HSK: The Termination of Parental Rights, or “TPR”, is often a challenging situation for parents. Yet, some termination cases have an adoption on the other side. Thus, the New Hampshire Legislature (in RSA 170-B:14) anticipates that some biological parents, adoptive parents, and the Department of Health and Human Services may have an interest in a Voluntary Mediated Agreement (VMA). A VMA is a way for biological parents to talk with the soon-to-become adoptive parents before the termination. Some people choose to negotiate future visits with the child, an exchange of photos or a birthday present, and other boundary-setting provisions. New protocols will be released in 2018, and we hope parties will seek VMA as a positive and helpful step in the TPR process.
BN: Do you have some statistics you could provide relative to the usage of the various ADR programs? Are there some that you think are underutilized by attorneys?
HSK: I do think attorneys could request referral to, or seek out, ADR earlier in their cases. Thankfully, most attorneys want to be fully prepared for ADR processes in which they participate. What that often means, though, is that they wait until the “eve of trial” to seek another way of resolving the case. To me, ADR is effective for more than just resolution; it offers a plethora of case management tools that could be appropriate at many stages of the litigation process. For instance, a neutral Early Case Manager may be brought in to facilitate attorneys scheduling the internal deadlines by which they will both abide. An E-discovery Mediator could be hired to help attorneys decide which electronic records to request in discovery, rather than wasting precious resources and time – on both sides – sorting through mounds of email for one nugget. An Early Neutral Evaluator might be considered to help attorneys get clear on a legal issue, so they may proceed to negotiate the substance of a divorce.

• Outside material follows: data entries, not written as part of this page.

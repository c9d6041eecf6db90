/*
 * Copyright 2025 by Ideal Labs, LLC
 *
 * Licensed under the Apache License, Version 2.0 (the "License");
 * you may not use this file except in compliance with the License.
 * You may obtain a copy of the License at
 *
 *     http://www.apache.org/licenses/LICENSE-2.0
 *
 * Unless required by applicable law or agreed to in writing, software
 * distributed under the License is distributed on an "AS IS" BASIS,
 * WITHOUT WARRANTIES OR CONDITIONS OF ANY KIND, either express or implied.
 * See the License for the specific language governing permissions and
 * limitations under the License.
 */

//! Time coordinates and the expiry wire format.
//!
//! A signing key lives at `[year, month, day, chunk]` where a chunk is a
//! 15-minute window of the day, indexed 0..=95. Signer and verifier MUST
//! format path segments identically: `%d` year, `%02d` month, day and
//! chunk, no separators. Everything is UTC.

use std::fmt;
use std::str::FromStr;

use chrono::{
	DateTime, Datelike, Duration, NaiveDate, NaiveDateTime, TimeZone, Timelike,
	Utc,
};

use crate::error::Error;

/// Minutes per expiry window.
pub const CHUNK_MINUTES: u32 = 15;

/// Windows per day.
pub const CHUNKS_PER_DAY: u32 = 24 * 60 / CHUNK_MINUTES;

/// The wire layout of the date half: Unix `date(1)` output at UTC
/// midnight, e.g. `Mon Aug  3 00:00:00 UTC 2026`.
const DATE_FORMAT: &str = "%a %b %e %H:%M:%S UTC %Y";

/// A key's expiry coordinate: a UTC day plus a 15-minute chunk of it.
#[derive(Debug, Clone, Copy, PartialEq, Eq)]
pub struct Expiry {
	pub day: NaiveDate,
	pub chunk: u32,
}

impl Expiry {
	/// The coordinate covering the given instant.
	pub fn from_datetime(at: DateTime<Utc>) -> Self {
		Expiry {
			day: at.date_naive(),
			chunk: (at.hour() * 60 + at.minute()) / CHUNK_MINUTES,
		}
	}

	/// The identity path `[year, month, day, chunk]` a signer extracts
	/// down to.
	pub fn path(&self) -> [String; 4] {
		let [year, month, day] = self.date_path();
		[year, month, day, format_two_digit(self.chunk)]
	}

	/// The `[year, month, day]` prefix, which is what DNS publishes
	/// parameters for.
	pub fn date_path(&self) -> [String; 3] {
		[
			format_year(self.day.year()),
			format_two_digit(self.day.month()),
			format_two_digit(self.day.day()),
		]
	}

	/// The instant this coordinate's window opens.
	pub fn window_start(&self) -> DateTime<Utc> {
		let midnight = Utc.from_utc_datetime(
			&self
				.day
				.and_hms_opt(0, 0, 0)
				.expect("midnight exists on every day"),
		);
		midnight + Duration::minutes((self.chunk * CHUNK_MINUTES) as i64)
	}

	/// Whether the window had already opened and passed by `now`.
	pub fn is_expired(&self, now: DateTime<Utc>) -> bool {
		now > self.window_start()
	}
}

impl fmt::Display for Expiry {
	fn fmt(&self, f: &mut fmt::Formatter<'_>) -> fmt::Result {
		let midnight = self
			.day
			.and_hms_opt(0, 0, 0)
			.expect("midnight exists on every day");
		write!(
			f,
			"{},{}",
			midnight.format(DATE_FORMAT),
			format_two_digit(self.chunk)
		)
	}
}

impl FromStr for Expiry {
	type Err = Error;

	fn from_str(s: &str) -> Result<Self, Self::Err> {
		let (date_part, chunk_part) =
			s.split_once(',').ok_or(Error::BadEncoding)?;
		let date = NaiveDateTime::parse_from_str(date_part, DATE_FORMAT)
			.map_err(|_| Error::BadEncoding)?;
		let chunk: u32 =
			chunk_part.parse().map_err(|_| Error::BadEncoding)?;
		if chunk >= CHUNKS_PER_DAY {
			return Err(Error::BadEncoding);
		}
		Ok(Expiry { day: date.date(), chunk })
	}
}

/// `%d`, no padding.
pub fn format_year(year: i32) -> String {
	format!("{}", year)
}

/// `%02d`.
pub fn format_two_digit(value: u32) -> String {
	format!("{:02}", value)
}

#[cfg(test)]
mod test {
	use super::*;
	use chrono::TimeZone;

	#[test]
	fn expiry_chunk_arithmetic() {
		// 13:07 UTC -> (13*60 + 7) / 15 = 52
		let at = Utc.with_ymd_and_hms(2026, 8, 3, 13, 7, 0).unwrap();
		let expiry = Expiry::from_datetime(at);
		assert_eq!(expiry.chunk, 52);

		let midnight = Utc.with_ymd_and_hms(2026, 8, 3, 0, 0, 0).unwrap();
		assert_eq!(Expiry::from_datetime(midnight).chunk, 0);
		let last = Utc.with_ymd_and_hms(2026, 8, 3, 23, 59, 59).unwrap();
		assert_eq!(Expiry::from_datetime(last).chunk, CHUNKS_PER_DAY - 1);
	}

	#[test]
	fn expiry_paths_are_zero_padded() {
		let at = Utc.with_ymd_and_hms(2026, 8, 3, 0, 14, 0).unwrap();
		let expiry = Expiry::from_datetime(at);
		assert_eq!(expiry.path(), ["2026", "08", "03", "00"]);
		assert_eq!(expiry.date_path(), ["2026", "08", "03"]);
	}

	#[test]
	fn expiry_wire_format_round_trips() {
		let at = Utc.with_ymd_and_hms(2026, 8, 3, 13, 7, 0).unwrap();
		let expiry = Expiry::from_datetime(at);

		let wire = expiry.to_string();
		assert_eq!(wire, "Mon Aug  3 00:00:00 UTC 2026,52");
		assert_eq!(wire.parse::<Expiry>().unwrap(), expiry);

		// double-digit days too
		let at = Utc.with_ymd_and_hms(2026, 8, 14, 1, 0, 0).unwrap();
		let expiry = Expiry::from_datetime(at);
		let wire = expiry.to_string();
		assert_eq!(wire, "Fri Aug 14 00:00:00 UTC 2026,04");
		assert_eq!(wire.parse::<Expiry>().unwrap(), expiry);
	}

	#[test]
	fn expiry_rejects_malformed_wire_forms() {
		assert!("no comma here".parse::<Expiry>().is_err());
		assert!("Mon Aug  3 00:00:00 UTC 2026,96".parse::<Expiry>().is_err());
		assert!("3 Aug 2026,12".parse::<Expiry>().is_err());
	}

	#[test]
	fn expiry_window_comparison() {
		let at = Utc.with_ymd_and_hms(2026, 8, 3, 13, 7, 0).unwrap();
		let expiry = Expiry::from_datetime(at);

		let start = Utc.with_ymd_and_hms(2026, 8, 3, 13, 0, 0).unwrap();
		assert_eq!(expiry.window_start(), start);

		assert!(expiry.is_expired(start + Duration::minutes(20)));
		assert!(!expiry.is_expired(start - Duration::minutes(1)));
	}
}
/*
 * Copyright 2025 by Ideal Labs, LLC
 *
 * Licensed under the Apache License, Version 2.0 (the "License");
 * you may not use this file except in compliance with the License.
 * You may obtain a copy of the License at
 *
 *     http://www.apache.org/licenses/LICENSE-2.0
 *
 * Unless required by applicable law or agreed to in writing, software
 * distributed under the License is distributed on an "AS IS" BASIS,
 * WITHOUT WARRANTIES OR CONDITIONS OF ANY KIND, either express or implied.
 * See the License for the specific language governing permissions and
 * limitations under the License.
 */

//! TimeForge: a non-interactive OR-proof binding a signature to time.
//!
//! The signer proves knowledge of EITHER the long-term key behind
//! `pk = sk * g1` OR a timestamp credential `A = (tsk + t)^{-1} * g1`
//! issued by the [`crate::bbs`] timestamp service, while committing to
//! the timestamp with a Pedersen commitment `B = t*g1 + r*h`. A verifier
//! learns that one branch holds but not which; once the timestamp
//! service's per-window secrets are published, anyone could have forged
//! the credential branch, which is exactly the deniability the scheme is
//! after.
//!
//! The proof is a Fiat-Shamir transform of a sigma-protocol OR
//! composition: the credential branch is simulated under a chosen
//! challenge half `c1` (Lemma 4.1 of Boneh-Boyen-Shacham group
//! signatures), the knowledge branch answers the complementary half
//! `c2 = c (+) c1` honestly, and the transcript hash `c` binds both to
//! the message.

use std::fmt;
use std::str::FromStr;
use std::time::{SystemTime, UNIX_EPOCH};

use ark_bls12_381::{G1Affine, G2Affine};
use ark_ec::AffineRepr;
use ark_ff::UniformRand;
use ark_std::rand::Rng;
use sha2::{Digest, Sha256};
use zeroize::{Zeroize, ZeroizeOnDrop};

use crate::bbs;
use crate::error::Error;
use crate::group::{self, codec, Scalar, G1, G2, Gt};

/// Public half of a TimeForge identity.
#[derive(Debug, Clone, PartialEq, Eq)]
pub struct PublicKey {
	pub g1: G1,
	pub u: G1,
	pub v: G1,
	pub h: G1,
	pub g2: G2,
	pub w: G2,
	/// Public key of the timestamp service whose credentials the
	/// simulated branch refers to.
	pub server: bbs::PublicKey,
	/// `sk * g1`
	pub pk: G1,
}

/// The sender's secrets; wiped from memory on drop.
#[derive(Zeroize, ZeroizeOnDrop)]
pub struct SecretKey {
	pub y: Scalar,
	pub sk: Scalar,
}

/// A TimeForge keypair.
pub struct TimeForge {
	pub public: PublicKey,
	secret: SecretKey,
}

/// A full proof transcript.
///
/// `c2` is carried as raw bytes: it is the XOR of a hash image with a
/// scalar encoding and is generally not below the group order. It is
/// reduced mod r only where it scales a point.
#[derive(Debug, Clone, PartialEq, Eq)]
pub struct Signature {
	pub t1: G1,
	pub t2: G1,
	pub t3: G1,
	pub t4: G1,
	pub t5: G1,
	pub b: G1,
	pub r: G1,
	pub c1: Scalar,
	pub c2: [u8; 32],
	pub s: Scalar,
	pub sa: Scalar,
	pub sb: Scalar,
	pub sx: Scalar,
	pub ss1: Scalar,
	pub ss2: Scalar,
	pub s2: Scalar,
	pub s3: Scalar,
	pub s4: Scalar,
}

impl TimeForge {
	/// Samples a sender keypair bound to the given timestamp service.
	pub fn generate<R: Rng>(server: bbs::PublicKey, rng: &mut R) -> Self {
		let y = Scalar::rand(rng);
		let sk = Scalar::rand(rng);

		let g1 = G1Affine::generator().into_group();
		let g2 = G2Affine::generator().into_group();

		let public = PublicKey {
			g1,
			u: G1::rand(rng),
			v: G1::rand(rng),
			h: G1::rand(rng),
			g2,
			w: g2 * y,
			server,
			pk: g1 * sk,
		};
		TimeForge { public, secret: SecretKey { y, sk } }
	}

	/// Signs `message`, committing to the current wall-clock time.
	pub fn sign<R: Rng>(&self, message: &str, rng: &mut R) -> Signature {
		let now = SystemTime::now()
			.duration_since(UNIX_EPOCH)
			.expect("system clock is before the unix epoch")
			.as_secs();
		self.sign_at(message, now, rng)
	}

	/// Signs `message` committing to an explicit unix timestamp.
	///
	/// The signing daemon computes its expiry window before calling in,
	/// and tests want determinism, so the clock read stays separable.
	pub fn sign_at<R: Rng>(
		&self,
		message: &str,
		timestamp: u64,
		rng: &mut R,
	) -> Signature {
		let p = &self.public;

		// Pedersen commitment to the timestamp
		let t = Scalar::from(timestamp);
		let r = Scalar::rand(rng);
		let b = p.g1 * t + p.h * r;

		// the challenge half answered by the simulated credential branch
		let c1 = Scalar::rand(rng);

		// simulate the credential branch under c1: commitments first
		let alpha = Scalar::rand(rng);
		let beta = Scalar::rand(rng);
		let a = G1::rand(rng);
		let t1 = p.u * alpha;
		let t2 = p.v * beta;
		let t3 = a + p.h * (alpha + beta);

		// then the simulated responses
		let sa = Scalar::rand(rng);
		let sb = Scalar::rand(rng);
		let sx = Scalar::rand(rng);
		let ss1 = Scalar::rand(rng);
		let ss2 = Scalar::rand(rng);

		let r1 = p.u * sa - t1 * c1;
		let r2 = p.v * sb - t2 * c1;
		let (_, _, r3) = credential_commitment(p, &t3, c1, sa, sb, sx, ss1, ss2);
		let r4 = t1 * sx - p.u * ss1;
		let r5 = t2 * sx - p.v * ss2;

		// opening of B under the simulated challenge
		let s2 = Scalar::rand(rng);
		let t4 = p.g1 * sx + p.h * s2 - b * c1;

		// honest Schnorr commitment for the knowledge branch
		let k = Scalar::rand(rng);
		let r_point = p.g1 * k;

		let (c, c3) =
			challenge(p, &t1, &t2, &t3, &r1, &r2, &r3, &r4, &r5, &r_point, message);

		// split the challenge: c2 = c (+) c1, and answer c2 honestly
		let c2 = xor_32(&c, &codec::scalar_to_bytes(&c1));
		let s = self.secret.sk * codec::scalar_from_be_bytes(&c2) + k;

		// fresh 256-bit nonces opening B under the truncated challenge c3
		let mut tau1_bytes = [0u8; 32];
		rng.fill_bytes(&mut tau1_bytes);
		let mut tau2_bytes = [0u8; 32];
		rng.fill_bytes(&mut tau2_bytes);
		let tau1 = codec::scalar_from_be_bytes(&tau1_bytes);
		let tau2 = codec::scalar_from_be_bytes(&tau2_bytes);

		let t5 = p.g1 * tau1 + p.h * tau2;
		let s3 = t * c3 + tau1;
		let s4 = r * c3 + tau2;

		Signature {
			t1,
			t2,
			t3,
			t4,
			t5,
			b,
			r: r_point,
			c1,
			c2,
			s,
			sa,
			sb,
			sx,
			ss1,
			ss2,
			s2,
			s3,
			s4,
		}
	}

	pub fn verify(&self, message: &str, signature: &Signature) -> bool {
		self.public.verify(message, signature)
	}
}

impl PublicKey {
	/// Recomputes the simulated commitments and the transcript hash,
	/// then checks the seven acceptance equations. Any failure is an
	/// honest rejection.
	pub fn verify(&self, message: &str, sig: &Signature) -> bool {
		let r1 = self.u * sig.sa - sig.t1 * sig.c1;
		let r2 = self.v * sig.sb - sig.t2 * sig.c1;
		let (numerator, pre_challenge, r3) = credential_commitment(
			self, &sig.t3, sig.c1, sig.sa, sig.sb, sig.sx, sig.ss1, sig.ss2,
		);
		let r4 = sig.t1 * sig.sx - self.u * sig.ss1;
		let r5 = sig.t2 * sig.sx - self.v * sig.ss2;

		let (c, c3) = challenge(
			self, &sig.t1, &sig.t2, &sig.t3, &r1, &r2, &r3, &r4, &r5, &sig.r,
			message,
		);

		// (a) the challenge halves recombine: c1 == c (+) c2
		if xor_32(&c, &sig.c2) != codec::scalar_to_bytes(&sig.c1) {
			return false;
		}

		// (b), (c) credential-branch response equations
		if self.u * sig.sa != sig.t1 * sig.c1 + r1 {
			return false;
		}
		if self.v * sig.sb != sig.t2 * sig.c1 + r2 {
			return false;
		}

		// (d) the pairing-product identity behind R3
		if numerator != pre_challenge * sig.c1 + r3 {
			return false;
		}

		// (e) knowledge branch: s*g1 == R + c2*pk
		let c2 = codec::scalar_from_be_bytes(&sig.c2);
		if self.g1 * sig.s != sig.r + self.pk * c2 {
			return false;
		}

		// (f) opening of B under c3
		if self.g1 * sig.s3 + self.h * sig.s4 != sig.b * c3 + sig.t5 {
			return false;
		}

		// (g) opening of B under c1
		if self.g1 * sig.sx + self.h * sig.s2 != sig.b * sig.c1 + sig.t4 {
			return false;
		}

		true
	}
}

/// The R3 identity shared by signer and verifier:
///
/// `R3 = e(T3,g2)^sx * e(h,w)^(sa*sb) * e(h,g2)^(ss1*ss2)
///       * [e(T3,w) / e(g1,g2)]^c1`
///
/// Returned as (numerator, pre-challenge quotient, full R3) because the
/// verifier's check (d) reuses the first two.
#[allow(clippy::too_many_arguments)]
fn credential_commitment(
	public: &PublicKey,
	t3: &G1,
	c1: Scalar,
	sa: Scalar,
	sb: Scalar,
	sx: Scalar,
	ss1: Scalar,
	ss2: Scalar,
) -> (Gt, Gt, Gt) {
	let numerator = group::pair(t3, &public.g2) * sx
		+ group::pair(&public.h, &public.w) * (sa * sb)
		+ group::pair(&public.h, &public.g2) * (ss1 * ss2);
	let pre_challenge =
		group::pair(&public.g1, &public.g2) - group::pair(t3, &public.w);
	let r3 = numerator - pre_challenge * c1;
	(numerator, pre_challenge, r3)
}

/// The Fiat-Shamir transcript hash and its truncated companion.
///
/// `c  = SHA256(T1 || T2 || T3 || R1..R5 || PK || server || R || message)`
/// `c3 = SHA256(transcript || "1")`, low 32 bits.
///
/// Signer and verifier must feed byte-identical transcripts; everything
/// here is the compressed encoding.
#[allow(clippy::too_many_arguments)]
fn challenge(
	public: &PublicKey,
	t1: &G1,
	t2: &G1,
	t3: &G1,
	r1: &G1,
	r2: &G1,
	r3: &Gt,
	r4: &G1,
	r5: &G1,
	r_point: &G1,
	message: &str,
) -> ([u8; 32], Scalar) {
	let mut hasher = Sha256::new();
	hasher.update(codec::to_bytes(t1));
	hasher.update(codec::to_bytes(t2));
	hasher.update(codec::to_bytes(t3));
	hasher.update(codec::to_bytes(r1));
	hasher.update(codec::to_bytes(r2));
	hasher.update(codec::to_bytes(r3));
	hasher.update(codec::to_bytes(r4));
	hasher.update(codec::to_bytes(r5));
	hasher.update(codec::to_bytes(&public.pk));
	hasher.update(public.server.to_string().as_bytes());
	hasher.update(codec::to_bytes(r_point));
	hasher.update(message.as_bytes());

	let c: [u8; 32] = hasher.clone().finalize().into();

	hasher.update(b"1");
	let tagged: [u8; 32] = hasher.finalize().into();
	let c3 = codec::scalar_from_be_bytes(&tagged[28..]);

	(c, c3)
}

/// XOR of two big-endian byte strings of at most 32 bytes, both
/// left-padded with zeros to 32. Scalar exports can come in at 31 bytes;
/// signer and verifier must agree on the alignment.
fn xor_32(a: &[u8], b: &[u8]) -> [u8; 32] {
	assert!(a.len() <= 32 && b.len() <= 32, "xor operands exceed 32 bytes");
	let mut out = [0u8; 32];
	for (i, byte) in a.iter().enumerate() {
		out[32 - a.len() + i] = *byte;
	}
	for (i, byte) in b.iter().enumerate() {
		out[32 - b.len() + i] ^= *byte;
	}
	out
}

impl fmt::Display for Signature {
	fn fmt(&self, f: &mut fmt::Formatter<'_>) -> fmt::Result {
		let fields = [
			codec::to_base64(&self.t1),
			codec::to_base64(&self.t2),
			codec::to_base64(&self.t3),
			codec::to_base64(&self.t4),
			codec::to_base64(&self.t5),
			codec::to_base64(&self.b),
			codec::to_base64(&self.r),
			codec::scalar_to_hex(&self.c1),
			hex::encode(self.c2),
			codec::scalar_to_hex(&self.s),
			codec::scalar_to_hex(&self.sa),
			codec::scalar_to_hex(&self.sb),
			codec::scalar_to_hex(&self.sx),
			codec::scalar_to_hex(&self.ss1),
			codec::scalar_to_hex(&self.ss2),
			codec::scalar_to_hex(&self.s2),
			codec::scalar_to_hex(&self.s3),
			codec::scalar_to_hex(&self.s4),
		];
		write!(f, "{}", fields.join(","))
	}
}

impl FromStr for Signature {
	type Err = Error;

	fn from_str(s: &str) -> Result<Self, Self::Err> {
		let parts: Vec<&str> = s.split(',').collect();
		if parts.len() != 18 {
			return Err(Error::MalformedTranscript);
		}

		let c2_bytes = hex::decode(parts[8]).map_err(|_| Error::BadEncoding)?;
		if c2_bytes.len() > 32 {
			return Err(Error::BadEncoding);
		}
		let mut c2 = [0u8; 32];
		c2[32 - c2_bytes.len()..].copy_from_slice(&c2_bytes);

		Ok(Signature {
			t1: codec::from_base64(parts[0])?,
			t2: codec::from_base64(parts[1])?,
			t3: codec::from_base64(parts[2])?,
			t4: codec::from_base64(parts[3])?,
			t5: codec::from_base64(parts[4])?,
			b: codec::from_base64(parts[5])?,
			r: codec::from_base64(parts[6])?,
			c1: codec::scalar_from_hex(parts[7])?,
			c2,
			s: codec::scalar_from_hex(parts[9])?,
			sa: codec::scalar_from_hex(parts[10])?,
			sb: codec::scalar_from_hex(parts[11])?,
			sx: codec::scalar_from_hex(parts[12])?,
			ss1: codec::scalar_from_hex(parts[13])?,
			ss2: codec::scalar_from_hex(parts[14])?,
			s2: codec::scalar_from_hex(parts[15])?,
			s3: codec::scalar_from_hex(parts[16])?,
			s4: codec::scalar_from_hex(parts[17])?,
		})
	}
}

As for statistics, you can look for an annual report from the Office of Mediation and Arbitration to come out in early 2018.
BN: If you could only provide one piece of advice to an attorney who is preparing for mediation, what would it be?
HSK: Focus on what your client cares about most, not getting your version of the best deal. If your client cares most about seeing her child more, spend most of your energy in mediation thinking through all the options for how she might be able to do that. If you spend three hours arguing about alimony and leave her child to the end, you may have scored points but you will not have served your client as well as you could. This kind of focus means that you have to acknowledge your own interests, too, and recognize that they may not be the same as your client’s. Hopefully, your version of the best deal is the deal in which your client’s primary interests are met very well.
BN: What kind of feedback from attorneys would be helpful to you? How can they get in touch with you?
HSK: It takes all of us thinking about how best to serve the public to make ADR work. Though we have participant feedback forms for all of our ADR programs, we receive very few from attorneys. Without the critical perspectives of attorneys, our programs are not as strong as they could be. I am very open to any feedback on our programs, and especially appreciate suggestions for changes that would improve our service to the public. A bonus for attorneys who choose to provide feedback: I believe that good feedback is a loop and not a line, so I will tell you when we incorporate your feedback into program improvements. You can reach me at by email.
BN: Is there anything else you would like attorneys to know about the Judicial Branch’s ADR programs?
HSK: I think sometimes we get caught up in thinking that ADR is only mediation. ADR is a wide umbrella. There are lots of creative ways to resolve disputes, and I am open to hearing what ideas attorneys have for how the Court can create and improve appropriate dispute resolution processes.